WHAT YOU WILL DO: Wherever the word "iter" occurs in the lines below, copy the whole line.
*** GIVEN ENTRIES ***
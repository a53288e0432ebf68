//! Provider failover — sequential fallback across generation backends.
//!
//! Try primary → fallback₁ → fallback₂. A provider fails when it errors,
//! times out, or returns blank text; the first non-blank answer wins.
//! The chain may be empty (`faq` mode), in which case nothing is attempted.

use async_trait::async_trait;
use olpchat_core::error::{OlpChatError, Result};
use olpchat_core::traits::provider::{GenerateParams, Provider};
use olpchat_core::types::{Message, ProviderResponse};

/// Text produced by one provider in the chain.
#[derive(Debug, Clone, PartialEq, Eq)]
pub struct GeneratedAnswer {
    pub text: String,
    /// Name of the provider that produced it.
    pub provider: String,
}

/// Failover chain — tries providers in order until one answers.
pub struct FailoverProvider {
    providers: Vec<Box<dyn Provider>>,
}

impl FailoverProvider {
    /// First provider is primary, the rest are fallbacks.
    pub fn new(providers: Vec<Box<dyn Provider>>) -> Self {
        Self { providers }
    }

    /// An empty chain that never generates.
    pub fn empty() -> Self {
        Self::new(Vec::new())
    }

    pub fn is_empty(&self) -> bool {
        self.providers.is_empty()
    }

    pub fn provider_names(&self) -> Vec<&str> {
        self.providers.iter().map(|p| p.name()).collect()
    }

    /// First non-blank answer from the chain, or `None` if every provider failed.
    pub async fn first_answer(
        &self,
        messages: &[Message],
        params: &GenerateParams,
    ) -> Option<GeneratedAnswer> {
        for (idx, provider) in self.providers.iter().enumerate() {
            match provider.chat(messages, params).await {
                Ok(response) => match response.text() {
                    Some(text) => {
                        if idx > 0 {
                            tracing::info!(
                                "🔄 Failover: {} → {} (success)",
                                self.providers[0].name(),
                                provider.name()
                            );
                        }
                        return Some(GeneratedAnswer {
                            text: text.to_string(),
                            provider: provider.name().to_string(),
                        });
                    }
                    None => {
                        tracing::warn!("⚠️ Provider {} returned an empty answer", provider.name());
                    }
                },
                Err(e) if e.is_not_configured() => {
                    tracing::debug!("⏭️ Skipping provider {}: {}", provider.name(), e);
                }
                Err(e) => {
                    tracing::warn!("⚠️ Provider {} failed: {}", provider.name(), e);
                }
            }
        }
        None
    }
}

#[async_trait]
impl Provider for FailoverProvider {
    fn name(&self) -> &str {
        // Return primary provider name
        self.providers
            .first()
            .map(|p| p.name())
            .unwrap_or("failover")
    }

    async fn chat(&self, messages: &[Message], params: &GenerateParams) -> Result<ProviderResponse> {
        self.first_answer(messages, params)
            .await
            .map(|answer| ProviderResponse {
                content: Some(answer.text),
                finish_reason: None,
            })
            .ok_or_else(|| OlpChatError::EmptyResponse("no provider produced an answer".into()))
    }

    fn is_configured(&self) -> bool {
        self.providers.iter().any(|p| p.is_configured())
    }
}

#[cfg(test)]
mod tests {
    use super::*;
    use std::sync::Arc;
    use std::sync::atomic::{AtomicUsize, Ordering};

    enum Behavior {
        Answer(&'static str),
        Fail,
        NoKey,
    }

    struct MockProvider {
        name: &'static str,
        behavior: Behavior,
        calls: Arc<AtomicUsize>,
    }

    #[async_trait]
    impl Provider for MockProvider {
        fn name(&self) -> &str {
            self.name
        }

        async fn chat(&self, _: &[Message], _: &GenerateParams) -> Result<ProviderResponse> {
            self.calls.fetch_add(1, Ordering::SeqCst);
            match self.behavior {
                Behavior::Answer(text) => Ok(ProviderResponse {
                    content: Some(text.to_string()),
                    finish_reason: None,
                }),
                Behavior::Fail => Err(OlpChatError::Http("connection refused".into())),
                Behavior::NoKey => Err(OlpChatError::ApiKeyMissing(self.name.into())),
            }
        }

        fn is_configured(&self) -> bool {
            !matches!(self.behavior, Behavior::NoKey)
        }
    }

    fn mock(name: &'static str, behavior: Behavior) -> (Box<dyn Provider>, Arc<AtomicUsize>) {
        let calls = Arc::new(AtomicUsize::new(0));
        let provider = MockProvider {
            name,
            behavior,
            calls: calls.clone(),
        };
        (Box::new(provider), calls)
    }

    fn question() -> Vec<Message> {
        vec![Message::user("q")]
    }

    #[tokio::test]
    async fn test_empty_chain_yields_nothing() {
        let chain = FailoverProvider::empty();
        assert!(chain.is_empty());
        assert_eq!(chain.name(), "failover");
        assert!(!chain.is_configured());
        assert!(chain.first_answer(&question(), &GenerateParams::default()).await.is_none());
        assert!(matches!(
            chain.chat(&question(), &GenerateParams::default()).await,
            Err(OlpChatError::EmptyResponse(_))
        ));
    }

    #[tokio::test]
    async fn test_first_success_stops_chain() {
        let (a, a_calls) = mock("a", Behavior::Answer("from a"));
        let (b, b_calls) = mock("b", Behavior::Answer("from b"));
        let chain = FailoverProvider::new(vec![a, b]);

        let answer = chain.first_answer(&question(), &GenerateParams::default()).await.unwrap();
        assert_eq!(answer.text, "from a");
        assert_eq!(answer.provider, "a");
        assert_eq!(a_calls.load(Ordering::SeqCst), 1);
        assert_eq!(b_calls.load(Ordering::SeqCst), 0);
    }

    #[tokio::test]
    async fn test_falls_through_errors_and_blank_text() {
        let (a, _) = mock("a", Behavior::Fail);
        let (b, _) = mock("b", Behavior::NoKey);
        let (c, c_calls) = mock("c", Behavior::Answer("   "));
        let (d, _) = mock("d", Behavior::Answer("  trimmed  "));
        let chain = FailoverProvider::new(vec![a, b, c, d]);

        let answer = chain.first_answer(&question(), &GenerateParams::default()).await.unwrap();
        assert_eq!(answer.provider, "d");
        assert_eq!(answer.text, "trimmed");
        assert_eq!(c_calls.load(Ordering::SeqCst), 1);
        assert_eq!(chain.provider_names(), vec!["a", "b", "c", "d"]);
        assert_eq!(chain.name(), "a");
    }

    #[tokio::test]
    async fn test_all_fail() {
        let (a, _) = mock("a", Behavior::Fail);
        let (b, _) = mock("b", Behavior::Answer(""));
        let chain = FailoverProvider::new(vec![a, b]);
        assert!(chain.first_answer(&question(), &GenerateParams::default()).await.is_none());
        assert!(chain.chat(&question(), &GenerateParams::default()).await.is_err());
    }

    #[tokio::test]
    async fn test_chat_via_trait() {
        let (a, _) = mock("a", Behavior::Answer("ok"));
        let chain = FailoverProvider::new(vec![a]);
        let resp = chain.chat(&question(), &GenerateParams::default()).await.unwrap();
        assert_eq!(resp.text(), Some("ok"));
    }
}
*** End of GIVEN ENTRIES ***
YOUR SOLUTION:
        self.providers.iter().map(|p| p.name()).collect()
        for (idx, provider) in self.providers.iter().enumerate() {
        self.providers.iter().any(|p| p.is_configured())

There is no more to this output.